Los Angeles Riots
LOS ANGELES RIOTS
LOS ANGELES RIOTS, an uprising that occurred in May 1992 following the acquittal of four white police officers in the 1991 beating of Rodney King, a black man who had led Los Angeles police on a high-speed automobile chase. The beating was videotaped by a bystander and broadcast repeatedly by news organizations. Most observers were shocked when the jury did not convict the officers, who had been shown savagely beating a prostrate King. The riots ravaged inner-city Los Angeles, killing at least fifty-three people and injuring twenty-four hundred. Rioters burned and looted stores—in some neighborhoods, shops owned by Korean Americans were targeted—leaving twelve hundred businesses destroyed.
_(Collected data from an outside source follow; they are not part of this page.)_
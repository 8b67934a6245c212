//! CLI command implementations.

use std::path::{Path, PathBuf};

use flt_cli::{
    FltError,
    android::{adb::Adb, sdk::find_adb},
    config::Config,
    output::global_output_format,
    process::SystemRunner,
};

pub mod android;
pub mod build;
pub mod devices;
pub mod install;

/// Locate `adb` and make sure it runs.
///
/// `explicit` comes from `--adb` / `FLT_ADB`; otherwise `flt.toml` is consulted, then
/// `PATH` and the Android SDK. In JSON mode interactive installs print to stderr.
async fn connect_adb(
    explicit: Option<PathBuf>,
    config: &Config,
    root: &Path,
    runner: SystemRunner,
) -> Result<Adb<SystemRunner>, FltError> {
    let configured = explicit.or_else(|| config.android.adb.as_ref().map(|path| root.join(path)));
    let program =
        find_adb(configured.as_deref()).ok_or(FltError::AdbUnavailable { source: None })?;
    let adb = Adb::connect(runner, program).await?;
    Ok(adb.stdout_to_stderr(global_output_format().is_json()))
}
Cost estimates climbed to more than $1 billion. A white truck driver, Reginald Denny, became a national symbol of the riots when he was pulled from his vehicle in south-central Los Angeles and severely beaten by a group of young black men, leaving him unconscious and critically injured. That beating was also caught on videotape and dominated national news for some time. Another group of black residents came to Denny's rescue and took him to a hospital. In 1993 two of the acquitted officers were convicted on federal civil rights charges of assault with a deadly weapon and brutality. A commission investigating the riots concluded that the Los Angeles Police Department, then under police chief Daryl Gates, was inadequately prepared for violence. Rampant poverty, unemployment, and social decay were also blamed for igniting the uprising.
Gooding-Williams, Robert, ed. Reading Rodney King, Reading Urban Uprising. New York: Routledge, 1993.
Kathleen B.Culver/a. r.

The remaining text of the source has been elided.